According to the KCNA, the Secretariat of the Committee for the Peaceful Reunification of Korea issued bulletin No. 978 on Friday to denounce South Korean authorities for accusing the DPRK of firing shells into the waters near Yonphyong Island, saying the "conspiratorial moves" proved they "engrossed in escalating confrontation and breeding plots."
The bulletin said the south once described blasting for the construction of a power station in Ryanggang Province of the DPRK as a "mushroom cloud" and "nuclear test," called a timber floating in the East Sea of Korea a submarine of the north, announced that it detected a submarine of the north by radar after it was proven to be a flock of birds and misjudged its passenger airline as an "enemy plane" and fired at it.
Thus, "the current shelling case is nothing but an extension of such burlesque," clearly proved that all the "cases" for which the south blamed the DPRK in the past were fabricated in such a manner, the bulletin said.

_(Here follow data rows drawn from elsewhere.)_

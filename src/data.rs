//! Storage schema for metadata tables.
//!
//! Tables are JSON objects of the form `{"countries": {"AU": {...}, ...}}`.
//! Records may leave out anything they share with the `ZZ` record; loading
//! fills those gaps and checks the table for consistency.

use std::collections::{BTreeMap, BTreeSet};

use serde::{Deserialize, Serialize};
use tracing::{debug, trace};

use crate::constants::FALLBACK_COUNTRY;
use crate::error::MetadataError;
use crate::field::{FieldName, FieldSet};
use crate::metadata::{AdministrativeArea, CountryMetadata, Metadata, PostCodeRegex};
use crate::template::AddressFormat;

#[derive(Debug, Serialize, Deserialize)]
struct Table {
    countries: BTreeMap<String, CountryRecord>,
}

#[derive(Debug, Default, Serialize, Deserialize)]
#[serde(default)]
struct CountryRecord {
    #[serde(skip_serializing_if = "String::is_empty")]
    id: String,
    #[serde(skip_serializing_if = "String::is_empty")]
    default_language: String,
    #[serde(skip_serializing_if = "Option::is_none")]
    format: Option<String>,
    #[serde(skip_serializing_if = "Option::is_none")]
    latinized_format: Option<String>,
    #[serde(skip_serializing_if = "Option::is_none")]
    administrative_area_name_type: Option<FieldName>,
    #[serde(skip_serializing_if = "Option::is_none")]
    locality_name_type: Option<FieldName>,
    #[serde(skip_serializing_if = "Option::is_none")]
    dependent_locality_name_type: Option<FieldName>,
    #[serde(skip_serializing_if = "Option::is_none")]
    post_code_name_type: Option<FieldName>,
    #[serde(skip_serializing_if = "Option::is_none")]
    allowed: Option<FieldSet>,
    #[serde(skip_serializing_if = "Option::is_none")]
    required: Option<FieldSet>,
    #[serde(skip_serializing_if = "Option::is_none")]
    upper: Option<FieldSet>,
    #[serde(skip_serializing_if = "String::is_empty")]
    post_code_prefix: String,
    #[serde(skip_serializing_if = "is_default")]
    post_code_regex: PostCodeRegex,
    #[serde(skip_serializing_if = "BTreeMap::is_empty")]
    administrative_areas: BTreeMap<String, Vec<AdministrativeArea>>,
}

fn is_default<T: Default + PartialEq>(value: &T) -> bool {
    *value == T::default()
}

fn parse_format(country: &str, format: &str) -> Result<AddressFormat, MetadataError> {
    AddressFormat::parse(format).map_err(|error| MetadataError::InvalidFormat {
        country: country.to_string(),
        error,
    })
}

/// Flattens a subdivision list into the set of id paths it defines.
fn id_paths(areas: &[AdministrativeArea]) -> BTreeSet<[&str; 3]> {
    let mut paths = BTreeSet::new();
    for area in areas {
        paths.insert([area.id(), "", ""]);
        for locality in area.localities() {
            paths.insert([area.id(), locality.id(), ""]);
            for dependent in locality.dependent_localities() {
                paths.insert([area.id(), locality.id(), dependent.id()]);
            }
        }
    }
    paths
}

impl CountryRecord {
    /// Resolves the record, filling gaps from `fallback` (`None` for `ZZ` itself).
    fn resolve(
        self,
        key: &str,
        fallback: Option<&CountryMetadata>,
    ) -> Result<CountryMetadata, MetadataError> {
        let id = if self.id.is_empty() { key.to_string() } else { self.id };
        if id != key {
            return Err(MetadataError::CountryIdMismatch {
                key: key.to_string(),
                id,
            });
        }

        let format = match (self.format, fallback) {
            (Some(format), _) => parse_format(&id, &format)?,
            (None, Some(fallback)) => fallback.format.clone(),
            (None, None) => return Err(MetadataError::MissingFallback),
        };
        let latinized_format = self
            .latinized_format
            .map(|f| parse_format(&id, &f))
            .transpose()?;
        if let Some(latinized) = &latinized_format {
            let native = format.fields().len();
            let latin = latinized.fields().len();
            if native != latin {
                return Err(MetadataError::LatinizedFieldMismatch {
                    country: id,
                    native,
                    latinized: latin,
                });
            }
        }

        let default_language = match (self.default_language.is_empty(), fallback) {
            (true, Some(fallback)) => fallback.default_language.clone(),
            _ => self.default_language,
        };

        if let Some(reference) = self
            .administrative_areas
            .get(&default_language)
            .or_else(|| self.administrative_areas.values().next())
        {
            let expected = id_paths(reference);
            for (language, areas) in &self.administrative_areas {
                if id_paths(areas) != expected {
                    return Err(MetadataError::SubdivisionMismatch {
                        country: id,
                        language: language.clone(),
                    });
                }
            }
        }

        let name_type = |own: Option<FieldName>, pick: fn(&CountryMetadata) -> FieldName, default| {
            own.or_else(|| fallback.map(pick)).unwrap_or(default)
        };
        let field_set = |own: Option<FieldSet>, pick: fn(&CountryMetadata) -> FieldSet| {
            own.or_else(|| fallback.map(pick)).unwrap_or_default()
        };

        Ok(CountryMetadata {
            administrative_area_name_type: name_type(
                self.administrative_area_name_type,
                CountryMetadata::administrative_area_name_type,
                FieldName::Province,
            ),
            locality_name_type: name_type(
                self.locality_name_type,
                CountryMetadata::locality_name_type,
                FieldName::City,
            ),
            dependent_locality_name_type: name_type(
                self.dependent_locality_name_type,
                CountryMetadata::dependent_locality_name_type,
                FieldName::Suburb,
            ),
            post_code_name_type: name_type(
                self.post_code_name_type,
                CountryMetadata::post_code_name_type,
                FieldName::PostalCode,
            ),
            allowed: self.allowed.unwrap_or_else(|| format.fields()),
            required: field_set(self.required, CountryMetadata::required_fields),
            upper: field_set(self.upper, CountryMetadata::upper_fields),
            id,
            default_language,
            format,
            latinized_format,
            post_code_prefix: self.post_code_prefix,
            post_code_regex: self.post_code_regex,
            administrative_areas: self.administrative_areas,
        })
    }

    fn from_metadata(country: &CountryMetadata) -> Self {
        Self {
            id: country.id.clone(),
            default_language: country.default_language.clone(),
            format: Some(country.format.to_string()),
            latinized_format: country.latinized_format.as_ref().map(ToString::to_string),
            administrative_area_name_type: Some(country.administrative_area_name_type),
            locality_name_type: Some(country.locality_name_type),
            dependent_locality_name_type: Some(country.dependent_locality_name_type),
            post_code_name_type: Some(country.post_code_name_type),
            allowed: Some(country.allowed),
            required: Some(country.required),
            upper: Some(country.upper),
            post_code_prefix: country.post_code_prefix.clone(),
            post_code_regex: country.post_code_regex.clone(),
            administrative_areas: country.administrative_areas.clone(),
        }
    }
}

impl Metadata {
    /// Loads a metadata table from JSON.
    ///
    /// # Errors
    ///
    /// Returns `MetadataError` if the JSON is malformed (including invalid
    /// post code patterns), the `ZZ` record is missing, a format string
    /// does not parse, a latinized format uses a different number of
    /// fields than the native one, or two languages disagree on a
    /// country's subdivision ids.
    pub fn from_json(json: &str) -> Result<Self, MetadataError> {
        let mut table: Table = serde_json::from_str(json)?;

        let fallback = table
            .countries
            .remove(FALLBACK_COUNTRY)
            .ok_or(MetadataError::MissingFallback)?
            .resolve(FALLBACK_COUNTRY, None)?;

        let mut countries = BTreeMap::new();
        for (code, record) in table.countries {
            let country = record.resolve(&code, Some(&fallback))?;
            trace!(country = %code, languages = country.administrative_areas.len(), "resolved country metadata");
            countries.insert(code, country);
        }

        debug!(countries = countries.len(), "loaded address metadata");
        Ok(Self {
            countries,
            fallback,
        })
    }

    /// Serializes the table to JSON with every record fully spelled out.
    ///
    /// [`Metadata::from_json`] reads the output back into an equal table.
    ///
    /// # Errors
    ///
    /// Returns `MetadataError::Decode` if serialization fails.
    pub fn to_json(&self) -> Result<String, MetadataError> {
        let countries = self
            .countries
            .iter()
            .chain(std::iter::once((&self.fallback.id, &self.fallback)))
            .map(|(code, country)| (code.clone(), CountryRecord::from_metadata(country)))
            .collect();
        Ok(serde_json::to_string_pretty(&Table { countries })?)
    }
}

#[cfg(test)]
mod tests {
    use super::*;
    use crate::field::Field;

    const ZZ: &str = r#""ZZ": {"default_language": "en", "format": "%N%n%O%n%A%n%C",
        "required": ["street_address", "locality"], "upper": ["locality"]}"#;

    fn table(records: &str) -> String {
        format!(r#"{{"countries": {{{ZZ}{records}}}}}"#)
    }

    #[test]
    fn minimal_table_loads() {
        let metadata = Metadata::from_json(&table(
            r#", "XA": {"default_language": "xx", "format": "%N%n%A%n%Z %C", "required": ["post_code"]}"#,
        ))
        .unwrap();
        let xa = metadata.country("XA");
        assert_eq!(xa.id(), "XA");
        assert_eq!(xa.required_fields().iter().collect::<Vec<_>>(), vec![Field::PostCode]);
        assert_eq!(xa.upper_fields().iter().collect::<Vec<_>>(), vec![Field::Locality]);
        assert_eq!(xa.locality_name_type(), FieldName::City);
        assert!(xa.allowed_fields().contains(Field::PostCode));
        assert!(!xa.allowed_fields().contains(Field::Organization));
    }

    #[test]
    fn missing_fallback_is_rejected() {
        let err = Metadata::from_json(r#"{"countries": {}}"#).unwrap_err();
        assert_eq!(err, MetadataError::MissingFallback);
    }

    #[test]
    fn bad_json_reports_position() {
        let err = Metadata::from_json("{\"countries\": ").unwrap_err();
        assert!(matches!(err, MetadataError::Decode { line: 1, .. }));
    }

    #[test]
    fn bad_regex_is_rejected() {
        let err = Metadata::from_json(&table(
            r#", "XA": {"post_code_regex": {"regex": "^(\\d{4}$"}}"#,
        ))
        .unwrap_err();
        assert!(matches!(err, MetadataError::Decode { .. }));
    }

    #[test]
    fn bad_format_is_rejected() {
        let err = Metadata::from_json(&table(r#", "XA": {"format": "%N%q"}"#)).unwrap_err();
        assert!(matches!(err, MetadataError::InvalidFormat { ref country, .. } if country == "XA"));
    }

    #[test]
    fn latinized_field_count_must_match() {
        let err = Metadata::from_json(&table(
            r#", "XA": {"format": "%N%n%A%n%C", "latinized_format": "%N%n%A"}"#,
        ))
        .unwrap_err();
        assert_eq!(
            err,
            MetadataError::LatinizedFieldMismatch {
                country: "XA".into(),
                native: 3,
                latinized: 2,
            }
        );
    }

    #[test]
    fn subdivision_ids_must_agree_across_languages() {
        let err = Metadata::from_json(&table(
            r#", "XA": {"default_language": "xx", "administrative_areas": {
                "xx": [{"id": "A", "name": "Aa"}, {"id": "B", "name": "Bb"}],
                "en": [{"id": "A", "name": "Ay"}]}}"#,
        ))
        .unwrap_err();
        assert_eq!(
            err,
            MetadataError::SubdivisionMismatch {
                country: "XA".into(),
                language: "en".into(),
            }
        );
    }

    #[test]
    fn id_mismatch_is_rejected() {
        let err = Metadata::from_json(&table(r#", "XA": {"id": "XB"}"#)).unwrap_err();
        assert!(matches!(err, MetadataError::CountryIdMismatch { .. }));
    }

    #[test]
    fn builtin_table_round_trips() {
        let metadata = Metadata::global();
        let json = metadata.to_json().unwrap();
        let reloaded = Metadata::from_json(&json).unwrap();
        assert_eq!(&reloaded, metadata);
    }
}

The provocative conspiratorial moves of the south are aimed at faking another shocking case in the wake of that of last year to chill the atmosphere for improvement of inter-Korean relations, maintain the confrontation policy, divert elsewhere the public attention from the internal crisis and stymie the efforts to defuse the tension on the Korean Peninsula, said the bulletin.
The bulletin urged South Korean authorities to "cool its head, overheated with confrontational ambition, act with discretion and give up the foolish anti-DPRK conspiratorial and reckless moves for a war against the DPRK if it does not want self-destruction."
On Wednesday, South Korea fired shots in response to what it said was a sound of artillery shells presumably fired by the DPRK, one of which fell near the disputed maritime border Pyongyang refuses to acknowledge.
The head of the north side to the north-south military working-level talks said on Aug. 10 that it hadn't fired shots to the disputed western sea border and sound of "shelling" was actually blasting for construction work.